Roman law specified that those born deaf had no legal rights or obligations and were forbidden to marry in addition to being required to have guardians to look after them. Those who became deaf after having developed speech were allowed to enjoy full legal rights.
St. Augustine (354-430 A.D.) taught that the deaf are excluded from salvation on the grounds that they cannot hear the Word of God, citing St. Paul: "So then faith cometh by hearing, and hearing the Word of God (Romans 10:17). St. Augustine also taught that handicapped children were the results of the "sins" of their parents.

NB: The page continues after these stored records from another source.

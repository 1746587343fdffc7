//! Error types for gfx-core operations.
//!
//! Color arithmetic in this workspace is total: blend kernels saturate,
//! channel constructors narrow and degenerate divisions yield zero. The
//! only fallible surface is the boundary where raw memory or runtime
//! settings are interpreted:
//!
//! - Reading or writing a pixel from an undersized byte buffer
//! - Parsing a pixel depth that the renderer does not support
//! - Parsing an unknown channel order name
//!
//! # Usage
//!
//! ```rust
//! use gfx_core::{Error, PixelDepth};
//!
//! let err = PixelDepth::try_from(8).unwrap_err();
//! assert!(matches!(err, Error::UnsupportedDepth(8)));
//! ```

use thiserror::Error;

/// Result type alias using [`Error`] as the error type.
pub type Result<T> = std::result::Result<T, Error>;

/// Errors raised while interpreting raw pixel memory or pixel settings.
#[derive(Debug, Error, Clone, PartialEq, Eq)]
pub enum Error {
    /// A byte buffer is shorter than one pixel of the requested layout.
    #[error("buffer of {len} bytes is too short for a {needed}-byte pixel")]
    BufferTooShort {
        /// Bytes available
        len: usize,
        /// Bytes required
        needed: usize,
    },

    /// Pixel depth is not one of 16, 24 or 32 bits.
    #[error("unsupported color depth: {0} (expected 16, 24 or 32)")]
    UnsupportedDepth(u32),

    /// Channel order name did not match any known layout.
    #[error("unknown channel order: {0:?}")]
    UnknownOrder(String),
}

impl Error {
    /// Creates an [`Error::BufferTooShort`] error.
    #[inline]
    pub fn buffer_too_short(len: usize, needed: usize) -> Self {
        Self::BufferTooShort { len, needed }
    }

    /// Creates an [`Error::UnknownOrder`] error.
    #[inline]
    pub fn unknown_order(name: impl Into<String>) -> Self {
        Self::UnknownOrder(name.into())
    }

    /// Returns `true` if this error came from an undersized buffer.
    #[inline]
    pub fn is_buffer_error(&self) -> bool {
        matches!(self, Self::BufferTooShort { .. })
    }

    /// Returns `true` if this error came from parsing a runtime setting.
    #[inline]
    pub fn is_parse_error(&self) -> bool {
        matches!(self, Self::UnsupportedDepth(_) | Self::UnknownOrder(_))
    }
}

#[cfg(test)]
mod tests {
    use super::*;

    #[test]
    fn test_buffer_too_short() {
        let err = Error::buffer_too_short(3, 4);
        let msg = err.to_string();
        assert!(msg.contains('3'));
        assert!(msg.contains("4-byte"));
        assert!(err.is_buffer_error());
        assert!(!err.is_parse_error());
    }

    #[test]
    fn test_unsupported_depth() {
        let err = Error::UnsupportedDepth(12);
        assert!(err.to_string().contains("12"));
        assert!(err.is_parse_error());
    }

    #[test]
    fn test_unknown_order() {
        let err = Error::unknown_order("grb");
        assert_eq!(err.to_string(), "unknown channel order: \"grb\"");
        assert!(err.is_parse_error());
    }
}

The International Congress on Education of the Deaf, which met in Milan, Italy, over the protests of many Deaf and Hearing educators, rammed through a resolution endorsing the oral method in deaf education worldwide, ushering in a new "Dark Age" in the history of the Deaf which saw hundreds of Deaf teachers fired from their jobs and an overall decline in the quality of deaf education
Alexander Graham Bell, calling the deaf "a defective variety of the human race," begins a crusade to destroy sign language and to push for laws forbidding marriage between deaf persons and requiring compulsory sterilization of deaf girls in the name of "eugenics." Some states passed such legislation.